Yes Mitch I know that Acourate is not for everybody. I know someone who is putting together a 5.2 system and asked me to help him correct his system with DSP. He wanted to use Acourate. I strongly advised against it, my recommendation was Audiolense + send you an email.

 

I go through that time alignment procedure for my 8 channel system (2x active 3 way speakers + 2 subwoofers) and it takes me hours to do it. So I was pretty impressed when a friend who used Audiolense came over with his laptop. 30 minutes was spent explaining my system architecture to him, downloading drivers, performing channel checks, and all the usual futzing around before a single sweep can be done. But when he actually got to it, the whole thing was done within 15 minutes, from crossover generation to usable filters and verification measurement (had to be done in REW, because Audiolense can't do verification measurements?). I was amazed when I saw the step response, it was textbook perfect. Not that I can't get the same result, but despite my proficiency, it takes me a long time. 

 

Many years ago, DSP correction via Acourate/Audiolense was much less well known and it was difficult to get help. This was even before your book came out. I posted a question asking about it in another forum, and a very kind member rang me from the USA to talk me through it. I have never forgotten his help and I am grateful for as long as I remain in this hobby, which will stay with me as long as I have intact hearing! I hope to do everything I can to help people see the benefits of DSP, in the same way that he helped me.

 

I am not partial to one software solution over another, I think there are different advantages and disadvantages to different software packages that might suit some folk more than others. Acourate has a very "Teutonic" approach which is both good and bad depending if you are the kind of person who enjoys doing your own car maintenance.

 

When I first bought your book I thought that I am way out of my depth here, but after 8 years and multiple re-readings, I have gone on to look up all the references you cited and come to my own conclusions. For example, you recommend measuring without the sofa. I asked myself why I should do that, when the listening sofa is always at that position? So I performed the experiment - measure with and without sofa, correction with/without sofa, and verification measurement with/without sofa. There is a noticeable difference measurably and audibly. Conclusion: measuring and correcting without sofa and then performing the verification measurement with the sofa in situ messes up the correction, but it actually sounds better. 

 

Another example: Toole says that the Harman target is not a target, it is the result of putting a speaker that measures flat under anechoic conditions in a room, this will naturally roll off the higher frequencies. In your book you suggested choosing a target to preference. So I tried Toole's suggestion, I knew that limitations of measurement means that any freqs < 425Hz (transition zone in my room calculated from 4x Schroder) would be meaningless, but that is OK because I was planning to use a different bass correction strategy anyway. I corrected the nearfield response to flat, then applied correction < Schroder. To my surprise, verification measurements showed a rising treble response at MLP instead of a falling one! Anyway, after a lot of investigation it turns out that the directivity of the horns was causing them to behave differently to the more omni woofer. So what does that say about Toole? I think it may not apply to horns, although I am not brave enough to say that to him ;) My system, I do what I want, and I use my own target curve, as per your recommendation in your book. 

 

Anyway, to other readers of AS: DSP is a really worthwhile pursuit. I think that in 2024, every system should have DSP. I would go further than Chris and say that anybody who refuses to consider it is stuck in outdated thinking and misplaced priorities. 

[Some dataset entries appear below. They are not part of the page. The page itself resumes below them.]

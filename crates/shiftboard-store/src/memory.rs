//! In-process document store
//!
//! All documents and subscriber channels sit behind one lock, so a write and
//! the fan-out of its snapshot are a single step: subscribers see changes in
//! exactly the order they were applied.

use crate::document_store::{merge_into, DocumentStore, Snapshot, Subscription};
use crate::error::StoreError;
use async_trait::async_trait;
use parking_lot::Mutex;
use shiftboard_model::Document;
use std::collections::{BTreeMap, HashMap};
use std::sync::{Arc, Weak};
use tokio::sync::mpsc;

#[derive(Debug)]
struct Subscriber {
    id: u64,
    sender: mpsc::UnboundedSender<Snapshot>,
}

#[derive(Debug, Default)]
struct Inner {
    documents: HashMap<String, Document>,
    subscribers: HashMap<String, Vec<Subscriber>>,
    next_subscriber: u64,
}

impl Inner {
    fn publish(&mut self, key: &str) {
        let Some(subscribers) = self.subscribers.get_mut(key) else {
            return;
        };
        let snapshot = self.documents.get(key).cloned();
        subscribers.retain(|s| s.sender.send(Ok(snapshot.clone())).is_ok());
    }
}

/// Shared in-memory store; clones are handles onto the same documents
#[derive(Debug, Clone, Default)]
pub struct MemoryDocumentStore {
    inner: Arc<Mutex<Inner>>,
}

impl MemoryDocumentStore {
    /// Create empty store
    #[inline]
    #[must_use]
    pub fn new() -> Self {
        Self::default()
    }

    /// Create store preloaded with `documents`
    #[must_use]
    pub fn with_documents(documents: impl IntoIterator<Item = (String, Document)>) -> Self {
        let store = Self::new();
        store.inner.lock().documents.extend(documents);
        store
    }

    /// Copy of every document, ordered by key
    #[must_use]
    pub fn export(&self) -> BTreeMap<String, Document> {
        self.inner
            .lock()
            .documents
            .iter()
            .map(|(k, v)| (k.clone(), v.clone()))
            .collect()
    }

    /// Number of live subscriptions on `key`
    #[must_use]
    pub fn subscriber_count(&self, key: &str) -> usize {
        self.inner
            .lock()
            .subscribers
            .get(key)
            .map_or(0, |subs| subs.iter().filter(|s| !s.sender.is_closed()).count())
    }

    /// End every subscription on `key` with an error, returning how many were closed
    pub fn close_subscriptions(&self, key: &str, reason: &str) -> usize {
        let removed = self.inner.lock().subscribers.remove(key).unwrap_or_default();
        let count = removed.len();
        for subscriber in removed {
            let _ = subscriber
                .sender
                .send(Err(StoreError::SubscriptionClosed(reason.to_string())));
        }
        if count > 0 {
            tracing::warn!(key, count, reason, "closed subscriptions");
        }
        count
    }

    fn unsubscribe(inner: &Weak<Mutex<Inner>>, key: &str, id: u64) {
        let Some(inner) = inner.upgrade() else {
            return;
        };
        let mut guard = inner.lock();
        if let Some(subs) = guard.subscribers.get_mut(key) {
            subs.retain(|s| s.id != id);
            if subs.is_empty() {
                guard.subscribers.remove(key);
            }
        }
    }
}

#[async_trait]
impl DocumentStore for MemoryDocumentStore {
    async fn fetch(&self, key: &str) -> Result<Option<Document>, StoreError> {
        Ok(self.inner.lock().documents.get(key).cloned())
    }

    async fn merge_write(&self, key: &str, patch: Document) -> Result<(), StoreError> {
        let mut inner = self.inner.lock();
        merge_into(inner.documents.entry(key.to_string()).or_default(), patch);
        inner.publish(key);
        Ok(())
    }

    fn subscribe(&self, key: &str) -> Result<Subscription, StoreError> {
        let (sender, receiver) = mpsc::unbounded_channel();
        let mut inner = self.inner.lock();
        let id = inner.next_subscriber;
        inner.next_subscriber += 1;

        let current = inner.documents.get(key).cloned();
        // Receiver is alive in this scope, so the initial send cannot fail.
        let _ = sender.send(Ok(current));
        inner
            .subscribers
            .entry(key.to_string())
            .or_default()
            .push(Subscriber { id, sender });
        drop(inner);

        let weak = Arc::downgrade(&self.inner);
        let key = key.to_string();
        Ok(Subscription::new(receiver, move || {
            Self::unsubscribe(&weak, &key, id);
        }))
    }
}

#[cfg(test)]
mod tests {
    use super::*;
    use pretty_assertions::assert_eq;
    use serde_json::{json, Value};

    fn doc(value: Value) -> Document {
        match value {
            Value::Object(map) => map,
            _ => panic!("not an object"),
        }
    }

    #[tokio::test]
    async fn fetch_missing_is_none() {
        let store = MemoryDocumentStore::new();
        assert_eq!(store.fetch("2024-W24").await.unwrap(), None);
    }

    #[tokio::test]
    async fn merge_write_is_shallow() {
        let store = MemoryDocumentStore::new();
        store
            .merge_write("k", doc(json!({ "days": [1], "meta": "m" })))
            .await
            .unwrap();
        store.merge_write("k", doc(json!({ "days": [2] }))).await.unwrap();

        let stored = store.fetch("k").await.unwrap().unwrap();
        assert_eq!(stored["days"], json!([2]));
        assert_eq!(stored["meta"], "m");
    }

    #[tokio::test]
    async fn subscribe_delivers_current_then_changes_in_order() {
        let store = MemoryDocumentStore::new();
        let mut sub = store.subscribe("k").unwrap();
        assert_eq!(sub.next_snapshot().await, Some(Ok(None)));

        for n in 0..3 {
            store.merge_write("k", doc(json!({ "n": n }))).await.unwrap();
        }
        for n in 0..3 {
            let snapshot = sub.next_snapshot().await.unwrap().unwrap().unwrap();
            assert_eq!(snapshot["n"], n);
        }
    }

    #[tokio::test]
    async fn writes_to_other_keys_are_not_delivered() {
        let store = MemoryDocumentStore::new();
        let mut sub = store.subscribe("a").unwrap();
        let _ = sub.next_snapshot().await;
        store.merge_write("b", doc(json!({ "x": 1 }))).await.unwrap();
        store.merge_write("a", doc(json!({ "x": 2 }))).await.unwrap();
        let snapshot = sub.next_snapshot().await.unwrap().unwrap().unwrap();
        assert_eq!(snapshot["x"], 2);
    }

    #[tokio::test]
    async fn dropping_subscription_unregisters() {
        let store = MemoryDocumentStore::new();
        let sub = store.subscribe("k").unwrap();
        assert_eq!(store.subscriber_count("k"), 1);
        drop(sub);
        assert_eq!(store.subscriber_count("k"), 0);
    }

    #[tokio::test]
    async fn closing_subscriptions_delivers_an_error() {
        let store = MemoryDocumentStore::new();
        let mut sub = store.subscribe("k").unwrap();
        let _ = sub.next_snapshot().await;
        assert_eq!(store.close_subscriptions("k", "revoked"), 1);
        assert!(matches!(
            sub.next_snapshot().await,
            Some(Err(StoreError::SubscriptionClosed(_)))
        ));
        assert_eq!(sub.next_snapshot().await, None);
    }

    #[test]
    fn export_is_key_ordered() {
        let store = MemoryDocumentStore::with_documents([
            ("b".to_string(), Document::new()),
            ("a".to_string(), Document::new()),
        ]);
        let keys: Vec<_> = store.export().into_keys().collect();
        assert_eq!(keys, vec!["a", "b"]);
    }
}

What an enjoyable read @Keith_W. Its about the journey and destination. 
 

When I started going down the DSP road I assumed there was a single objective destination that math and physics would lead me to. I quickly learned, with tons of information from Mitch, that the objective hands off to the subjective once the fundamentals are taken care of. Target curves and final adjustments are all about preferences. Once I grasped that, I had much more fun working with Mitch to get the best sound possible.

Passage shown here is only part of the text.